-------- Material shown --------

//! Application configuration.
//!
//! Only one knob matters: where the closet services live. Mirrors the
//! original deployment where the UI reads the server URL from the
//! environment at startup.

const SERVER_URL_VAR: &str = "OUTFIT_STUDIO_SERVER";
const DEFAULT_SERVER_URL: &str = "http://localhost:8000";

/// Base URL of the closet services, from `OUTFIT_STUDIO_SERVER` or the
/// localhost default.
pub fn server_url() -> String {
    match std::env::var(SERVER_URL_VAR) {
        Ok(url) if !url.trim().is_empty() => url,
        _ => DEFAULT_SERVER_URL.to_string(),
    }
}
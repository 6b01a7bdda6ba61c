//! The try-on stage: garment cutouts layered over the user photo.
//!
//! Simpler gestures than the closet editor: dragging an overlay's body moves
//! it, its bottom-right handle resizes it (shift locks the aspect ratio at
//! pointer-down), and there is no draw mode.

use iced::mouse::{self, Cursor};
use iced::widget::canvas::{self, Program};
use iced::{Color, Point, Rectangle, Renderer, Theme};

use crate::editor::project::{handles, hit_box, project};
use crate::editor::{Commit, DragSession, GestureContext, Handle};
use crate::geometry::{fit_rect, DisplayRect, Size};
use crate::state::tryon::{OverlaySource, MIN_OVERLAY_FRACTION};
use crate::state::LoadedPhoto;
use crate::ui::{local_pointer, EditorEvent, StageState};

pub struct OverlayStage<'a> {
    pub photo: Option<&'a LoadedPhoto>,
    pub overlays: &'a crate::editor::BoxCollection<OverlaySource>,
    pub shift_down: bool,
    pub epoch: u64,
}

impl OverlayStage<'_> {
    fn natural(&self) -> Size {
        match self.photo {
            Some(photo) => photo.natural,
            None => Size::new(1.0, 1.0),
        }
    }

    fn display(&self, bounds: Rectangle) -> DisplayRect {
        fit_rect(Size::new(bounds.width, bounds.height), self.natural())
    }

    fn context(&self, display: &DisplayRect) -> GestureContext {
        let natural = self.natural();
        GestureContext::new(display.size(), natural).with_min_box(Size::new(
            MIN_OVERLAY_FRACTION * natural.width,
            MIN_OVERLAY_FRACTION * natural.height,
        ))
    }

    /// The single resize affordance: the selected overlay's bottom-right
    /// handle.
    fn resize_handle(&self, point: Point, display: &DisplayRect) -> Option<u64> {
        let entity = self.overlays.selected()?;
        let frame = project(entity.rect, display);
        handles(frame)
            .into_iter()
            .find(|(handle, rect)| *handle == Handle::SouthEast && rect.contains(point))
            .map(|_| entity.id)
    }
}

impl Program<EditorEvent> for OverlayStage<'_> {
    type State = StageState;

    fn update(
        &self,
        state: &mut Self::State,
        event: canvas::Event,
        bounds: Rectangle,
        cursor: Cursor,
    ) -> (canvas::event::Status, Option<EditorEvent>) {
        let display = self.display(bounds);
        let ctx = self.context(&display);

        match event {
            canvas::Event::Mouse(mouse::Event::ButtonPressed(mouse::Button::Left)) => {
                let Some(point) = cursor.position_in(bounds) else {
                    return (canvas::event::Status::Ignored, None);
                };
                if self.photo.is_none() {
                    return (canvas::event::Status::Ignored, None);
                }
                let pointer = display.to_local(point.x, point.y);
                state.pointer = Some(pointer);

                if let Some(id) = self.resize_handle(point, &display) {
                    if let Some(entity) = self.overlays.get(id) {
                        state.session = Some(DragSession::begin_resize(
                            id,
                            entity.rect.to_pixels(ctx.natural),
                            Handle::SouthEast,
                            pointer,
                            self.shift_down,
                            self.epoch,
                        ));
                        return (canvas::event::Status::Captured, None);
                    }
                }

                if let Some(id) =
                    hit_box(point, self.overlays.iter().map(|e| (e.id, e.rect)), &display)
                {
                    if let Some(entity) = self.overlays.get(id) {
                        state.session = Some(DragSession::begin_move(
                            id,
                            entity.rect.to_pixels(ctx.natural),
                            pointer,
                            self.epoch,
                        ));
                    }
                    return (
                        canvas::event::Status::Captured,
                        Some(EditorEvent::Selected(Some(id))),
                    );
                }
                (
                    canvas::event::Status::Captured,
                    Some(EditorEvent::Selected(None)),
                )
            }

            canvas::Event::Mouse(mouse::Event::CursorMoved { .. }) => {
                if let Some(pointer) = local_pointer(cursor, bounds, &display) {
                    state.pointer = Some(pointer);
                }
                if state.session.is_some() {
                    return (canvas::event::Status::Captured, None);
                }
                (canvas::event::Status::Ignored, None)
            }

            canvas::Event::Mouse(mouse::Event::ButtonReleased(mouse::Button::Left)) => {
                let Some(session) = state.session.take() else {
                    return (canvas::event::Status::Ignored, None);
                };
                let commit = if session.epoch() != self.epoch {
                    Commit::Discard
                } else {
                    // Releases outside the canvas commit from the last move.
                    match local_pointer(cursor, bounds, &display).or(state.pointer) {
                        Some(pointer) => session.finish(pointer, &ctx),
                        None => Commit::Discard,
                    }
                };
                (
                    canvas::event::Status::Captured,
                    Some(EditorEvent::Committed(commit)),
                )
            }

            _ => (canvas::event::Status::Ignored, None),
        }
    }

    fn draw(
        &self,
        state: &Self::State,
        renderer: &Renderer,
        theme: &Theme,
        bounds: Rectangle,
        cursor: Cursor,
    ) -> Vec<canvas::Geometry> {
        let mut frame = canvas::Frame::new(renderer, bounds.size());
        frame.fill_rectangle(
            Point::ORIGIN,
            bounds.size(),
            Color::from_rgb(0.11, 0.11, 0.12),
        );

        let Some(photo) = self.photo else {
            return vec![frame.into_geometry()];
        };

        let display = self.display(bounds);
        frame.draw_image(
            Rectangle {
                x: display.x,
                y: display.y,
                width: display.width,
                height: display.height,
            },
            canvas::Image::new(photo.handle.clone()),
        );

        let ctx = self.context(&display);
        let pointer = local_pointer(cursor, bounds, &display).or(state.pointer);
        let session = state.session.as_ref();
        let accent = theme.palette().primary;

        for entity in self.overlays.iter() {
            let rect = match (session, pointer) {
                (Some(session), Some(pointer)) if session.target() == Some(entity.id) => {
                    session.live_box(pointer, &ctx).to_relative(ctx.natural)
                }
                _ => entity.rect,
            };
            let projected = project(rect, &display);

            match &entity.data.handle {
                Some(handle) => frame.draw_image(projected, canvas::Image::new(handle.clone())),
                // Still fetching (or the fetch failed): a translucent slab
                // marks where the garment will land.
                None => frame.fill_rectangle(
                    Point::new(projected.x, projected.y),
                    projected.size(),
                    Color::from_rgba(0.5, 0.5, 0.55, 0.35),
                ),
            }

            let selected = self.overlays.selected_id() == Some(entity.id);
            let path = canvas::Path::rectangle(
                Point::new(projected.x, projected.y),
                projected.size(),
            );
            frame.stroke(
                &path,
                canvas::Stroke::default()
                    .with_width(if selected { 2.0 } else { 1.0 })
                    .with_color(if selected {
                        accent
                    } else {
                        Color::from_rgba(0.9, 0.9, 0.9, 0.6)
                    }),
            );

            if selected {
                for (handle, handle_rect) in handles(projected) {
                    if handle == Handle::SouthEast {
                        frame.fill_rectangle(
                            Point::new(handle_rect.x, handle_rect.y),
                            handle_rect.size(),
                            accent,
                        );
                    }
                }
            }
        }

        vec![frame.into_geometry()]
    }

    fn mouse_interaction(
        &self,
        state: &Self::State,
        bounds: Rectangle,
        cursor: Cursor,
    ) -> mouse::Interaction {
        if state.session.is_some() {
            return mouse::Interaction::Grabbing;
        }
        let Some(point) = cursor.position_in(bounds) else {
            return mouse::Interaction::default();
        };
        if self.photo.is_none() {
            return mouse::Interaction::default();
        }
        let display = self.display(bounds);
        if self.resize_handle(point, &display).is_some() {
            return mouse::Interaction::Crosshair;
        }
        if hit_box(point, self.overlays.iter().map(|e| (e.id, e.rect)), &display).is_some() {
            return mouse::Interaction::Grab;
        }
        mouse::Interaction::default()
    }
}

#[cfg(test)]
mod tests {
    use super::*;
    use crate::editor::BoxCollection;
    use crate::geometry::RelBox;
    use iced::widget::image::Handle as ImageHandle;

    fn photo_1000x800() -> LoadedPhoto {
        LoadedPhoto {
            handle: ImageHandle::from_bytes(vec![1, 2, 3]),
            natural: Size::new(1000.0, 800.0),
        }
    }

    fn overlay_source() -> OverlaySource {
        OverlaySource {
            title: "jacket".into(),
            url: "http://x/jacket.png".into(),
            bytes: None,
            handle: None,
        }
    }

    fn bounds() -> Rectangle {
        Rectangle {
            x: 0.0,
            y: 0.0,
            width: 500.0,
            height: 400.0,
        }
    }

    #[test]
    fn test_release_outside_canvas_commits_last_move() {
        let mut overlays = BoxCollection::new();
        let id = overlays.add(RelBox::new(0.35, 0.2, 0.3, 0.3), overlay_source());
        let photo = photo_1000x800();
        let stage = OverlayStage {
            photo: Some(&photo),
            overlays: &overlays,
            shift_down: false,
            epoch: 0,
        };
        let mut state = StageState::default();

        // Press on the overlay body, drag by display (+25, +20).
        stage.update(
            &mut state,
            canvas::Event::Mouse(mouse::Event::ButtonPressed(mouse::Button::Left)),
            bounds(),
            Cursor::Available(Point::new(200.0, 100.0)),
        );
        assert!(state.session.is_some());
        stage.update(
            &mut state,
            canvas::Event::Mouse(mouse::Event::CursorMoved {
                position: Point::new(225.0, 120.0),
            }),
            bounds(),
            Cursor::Available(Point::new(225.0, 120.0)),
        );

        let (_, message) = stage.update(
            &mut state,
            canvas::Event::Mouse(mouse::Event::ButtonReleased(mouse::Button::Left)),
            bounds(),
            Cursor::Unavailable,
        );
        match message {
            Some(EditorEvent::Committed(Commit::Update { id: got, rect })) => {
                assert_eq!(got, id);
                // Natural delta (+50, +40) on the (350, 160) origin.
                assert!((rect.x - 0.4).abs() < 1e-4, "{rect:?}");
                assert!((rect.y - 0.25).abs() < 1e-4, "{rect:?}");
                assert!((rect.w - 0.3).abs() < 1e-4, "{rect:?}");
                assert!((rect.h - 0.3).abs() < 1e-4, "{rect:?}");
            }
            other => panic!("expected update, got {other:?}"),
        }
        assert!(state.session.is_none());
    }
}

--------

Your instructions: Copy out the lines above exactly, beginning at the one that contains "match local_pointer(cursor, bounds, &display).or(state.pointer)" and ending at the one that contains "(Some(session), Some(pointer)) if".

Response:
                    match local_pointer(cursor, bounds, &display).or(state.pointer) {
                        Some(pointer) => session.finish(pointer, &ctx),
                        None => Commit::Discard,
                    }
                };
                (
                    canvas::event::Status::Captured,
                    Some(EditorEvent::Committed(commit)),
                )
            }

            _ => (canvas::event::Status::Ignored, None),
        }
    }

    fn draw(
        &self,
        state: &Self::State,
        renderer: &Renderer,
        theme: &Theme,
        bounds: Rectangle,
        cursor: Cursor,
    ) -> Vec<canvas::Geometry> {
        let mut frame = canvas::Frame::new(renderer, bounds.size());
        frame.fill_rectangle(
            Point::ORIGIN,
            bounds.size(),
            Color::from_rgb(0.11, 0.11, 0.12),
        );

        let Some(photo) = self.photo else {
            return vec![frame.into_geometry()];
        };

        let display = self.display(bounds);
        frame.draw_image(
            Rectangle {
                x: display.x,
                y: display.y,
                width: display.width,
                height: display.height,
            },
            canvas::Image::new(photo.handle.clone()),
        );

        let ctx = self.context(&display);
        let pointer = local_pointer(cursor, bounds, &display).or(state.pointer);
        let session = state.session.as_ref();
        let accent = theme.palette().primary;

        for entity in self.overlays.iter() {
            let rect = match (session, pointer) {
                (Some(session), Some(pointer)) if session.target() == Some(entity.id) => {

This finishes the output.